信者ちゃん「……というわけでね私は国王になったんだよ。」
「うん。信者ちゃんは才能があるよ。
 信者ちゃんは、"特別"だからね。高校の先生も言ってたよ。」
じゃあ私は大学があるから。と言って彼女は帰っていった。
私はやっぱり高校生の頃から特別な存在だったんだ。
私は19歳になった。

 


私と彼女は高校1年の吹奏楽部で知り合った。
彼女は私が最初に出来た友達。だからトモちゃん。本当の名前は忘れてしまった。
入部して4日目の金曜日。私がトモちゃんと準備室から部活用の演奏器具を運んでいた所に、部内でもあまり目立ってない同じ一年の眉の太い女の子が来て、彼女も機材を運ぶ様子だった。
私達は、高校の1年生にしては重すぎる機材をなんとか2人で運びきって、一息ついていた所に、準備室から鈍い音が聞こえてきた。
機材をぶつけたんだろうかと思っていると、更に激しい音が聞こえてきた。

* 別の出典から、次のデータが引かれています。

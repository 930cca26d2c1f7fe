//! DNG opcode lists, big-endian per the DNG specification.
//!
//! Only the GainMap opcode (id 9) is produced and understood: the writer
//! embeds the lens-shading surface so DNG readers can undo vignetting at
//! decode time, and the sequence ingest parses it back for reporting.

use tracing::debug;

use crate::ShadingMap;

pub const OPCODE_GAIN_MAP: u32 = 9;

/// Spatial placement and payload of one GainMap opcode.
#[derive(Debug, Clone, PartialEq)]
pub struct GainMapParams {
    pub top: u32,
    pub left: u32,
    pub bottom: u32,
    pub right: u32,
    pub plane: u32,
    pub planes: u32,
    pub row_pitch: u32,
    pub col_pitch: u32,
    pub map_points_v: u32,
    pub map_points_h: u32,
    pub map_spacing_v: f64,
    pub map_spacing_h: f64,
    pub map_origin_v: f64,
    pub map_origin_h: f64,
    pub map_planes: u32,
    /// Plane-major, row-major gain samples.
    pub gains: Vec<f32>,
}

/// Build the GainMap parameters for a shading map applied to an
/// `image_width` x `image_height` area whose top-left sits at `(left, top)`
/// of the full sensor. Returns `None` for an empty map.
pub fn gain_map_from_shading(
    map: &ShadingMap,
    image_width: u32,
    image_height: u32,
    left: u32,
    top: u32,
) -> Option<GainMapParams> {
    if map.is_empty() || image_width == 0 || image_height == 0 {
        return None;
    }

    let points_v = map.height() as u32;
    let points_h = map.width() as u32;

    let row_pitch = if points_v > 1 {
        ((image_height - 1) / (points_v - 1)).max(1)
    } else {
        image_height
    };
    let col_pitch = if points_h > 1 {
        ((image_width - 1) / (points_h - 1)).max(1)
    } else {
        image_width
    };

    let mut gains = Vec::with_capacity((points_v * points_h * 4) as usize);
    for plane in 0..4 {
        for &g in map.channel(plane) {
            // Non-finite or non-positive gains would poison the decode
            let g = if !g.is_finite() || g <= 0.0 {
                1.0
            } else {
                g.min(16.0)
            };
            gains.push(g);
        }
    }

    Some(GainMapParams {
        top,
        left,
        bottom: top + image_height,
        right: left + image_width,
        plane: 0,
        planes: 4,
        row_pitch,
        col_pitch,
        map_points_v: points_v,
        map_points_h: points_h,
        map_spacing_v: row_pitch as f64 / image_height as f64,
        map_spacing_h: col_pitch as f64 / image_width as f64,
        map_origin_v: top as f64 / image_height as f64,
        map_origin_h: left as f64 / image_width as f64,
        map_planes: 4,
        gains,
    })
}

/// Serialize an opcode list holding the given gain maps.
pub fn serialize_opcode_list(maps: &[GainMapParams]) -> Vec<u8> {
    let mut out = Vec::new();
    out.extend_from_slice(&(maps.len() as u32).to_be_bytes());

    for map in maps {
        let mut params = Vec::new();
        for v in [
            map.top,
            map.left,
            map.bottom,
            map.right,
            map.plane,
            map.planes,
            map.row_pitch,
            map.col_pitch,
            map.map_points_v,
            map.map_points_h,
        ] {
            params.extend_from_slice(&v.to_be_bytes());
        }
        for v in [
            map.map_spacing_v,
            map.map_spacing_h,
            map.map_origin_v,
            map.map_origin_h,
        ] {
            params.extend_from_slice(&v.to_be_bytes());
        }
        params.extend_from_slice(&map.map_planes.to_be_bytes());
        for g in &map.gains {
            params.extend_from_slice(&g.to_be_bytes());
        }

        out.extend_from_slice(&OPCODE_GAIN_MAP.to_be_bytes());
        // Opcode version 1.3.0.0
        out.extend_from_slice(&[1, 3, 0, 0]);
        // Flags: none
        out.extend_from_slice(&0u32.to_be_bytes());
        out.extend_from_slice(&(params.len() as u32).to_be_bytes());
        out.extend_from_slice(&params);
    }

    out
}

fn be_u32(data: &[u8], offset: usize) -> Option<u32> {
    Some(u32::from_be_bytes(
        data.get(offset..offset + 4)?.try_into().ok()?,
    ))
}

fn be_f64(data: &[u8], offset: usize) -> Option<f64> {
    Some(f64::from_be_bytes(
        data.get(offset..offset + 8)?.try_into().ok()?,
    ))
}

/// Parse an opcode list and return the first GainMap found.
///
/// The outer walk advances by each opcode's declared parameter size, tracked
/// independently of the list's own length, so unknown opcodes are skipped
/// cleanly.
pub fn parse_gain_map(list: &[u8]) -> Option<GainMapParams> {
    let opcode_count = be_u32(list, 0)?;
    let mut offset = 4usize;

    for _ in 0..opcode_count {
        let opcode_id = be_u32(list, offset)?;
        let param_size = be_u32(list, offset + 12)? as usize;
        let params_start = offset + 16;

        if list.len() < params_start + param_size {
            debug!("Opcode {opcode_id} overruns its list, stopping scan");
            return None;
        }

        if opcode_id == OPCODE_GAIN_MAP {
            if let Some(map) = parse_gain_map_params(&list[params_start..params_start + param_size])
            {
                return Some(map);
            }
        }

        offset = params_start + param_size;
    }

    None
}

fn parse_gain_map_params(p: &[u8]) -> Option<GainMapParams> {
    // 10 u32 + 4 f64 + 1 u32 of fixed header before the samples
    const HEADER: usize = 10 * 4 + 4 * 8 + 4;
    if p.len() < HEADER {
        return None;
    }

    let fixed: Vec<u32> = (0..10).map(|i| be_u32(p, i * 4)).collect::<Option<_>>()?;
    let spacing_v = be_f64(p, 40)?;
    let spacing_h = be_f64(p, 48)?;
    let origin_v = be_f64(p, 56)?;
    let origin_h = be_f64(p, 64)?;
    let map_planes = be_u32(p, 72)?;

    let sample_count = fixed[8] as usize * fixed[9] as usize * map_planes as usize;
    if p.len() < HEADER + sample_count * 4 {
        return None;
    }

    let gains = (0..sample_count)
        .map(|i| {
            let off = HEADER + i * 4;
            f32::from_be_bytes(p[off..off + 4].try_into().unwrap())
        })
        .collect();

    Some(GainMapParams {
        top: fixed[0],
        left: fixed[1],
        bottom: fixed[2],
        right: fixed[3],
        plane: fixed[4],
        planes: fixed[5],
        row_pitch: fixed[6],
        col_pitch: fixed[7],
        map_points_v: fixed[8],
        map_points_h: fixed[9],
        map_spacing_v: spacing_v,
        map_spacing_h: spacing_h,
        map_origin_v: origin_v,
        map_origin_h: origin_h,
        map_planes,
        gains,
    })
}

ゴン、ゴン、ゴン。更には物を蹴るような音がして、更には怒号のようなものまで聞こえてきて、あまりのことに、私達が固まっていると、さっきの眉毛の彼女が出てきた。


眉毛は、泣いていた。
眉毛はブツブツと怒りながら泣いていて、速歩きで、教室を出ていってしまった。
どうやら、眉毛は2人でようやく運べる機材を、一人で運ぼうとして、準備室の扉に引っ掛けて、そのストレスで、怒り、泣き、物に奴当たりをしていたらしかった。
それから、眉毛は一度も部活に来るどころか、学校でも見なくなっていった。

 


信者ちゃん「久しぶり。髪の毛、染めたんだね。」
「それに、眉毛も沿ったよね。私は今のが良いと思うけど。」
信者ちゃん「うん、染めた。大学、楽しいの?」
「楽しいよ。先輩も優しいし、面白い人ばかりで、こないだもサークルで飲み会で飲みすぎて吐いちゃったんだよね。」
信者ちゃん「私達、19歳だよ?」
彼女は私が見たことない豪快な笑いをして、信者ちゃんって変なとこで真面目だよね~と言った。
私は黙っていた。
「……もしかして、怒ってる?」
私は彼女にイラついていた。

 


眉毛を発見したのは2年の体育祭の時だった。
私は、すっかり教室で孤立していた。
体育祭は、一人が一科目は絶対に出場しなくてはいけなく、高校生にもなると目立ってやろうというよりかは、いかに恥をかかないが主流になっていって、一人一人の恥が少ない、団体競技が人気だった。
私は力の差がハッキリするので避けられていた、100m走を押し付けられる形で就任していた。
『次はひまわり組です。』
眉毛が現れた。
眉毛は他のひまわり組を置いてけぼりにする速さでゴールに駆け抜けていった。


そのままの勢いで眉毛は私の目の前に近付いてきて、
大山のぶ代の後を継ぐのは私とあなただ!!!!!!!!」と叫んだ!

 

 

トモちゃんから さようなら とLINEのメッセージが届いた。

それからトモちゃんと二度と会うことはなくなっていた。

 

 

私は100mのトラックを誰よりもはやく一番に駆け抜けていった。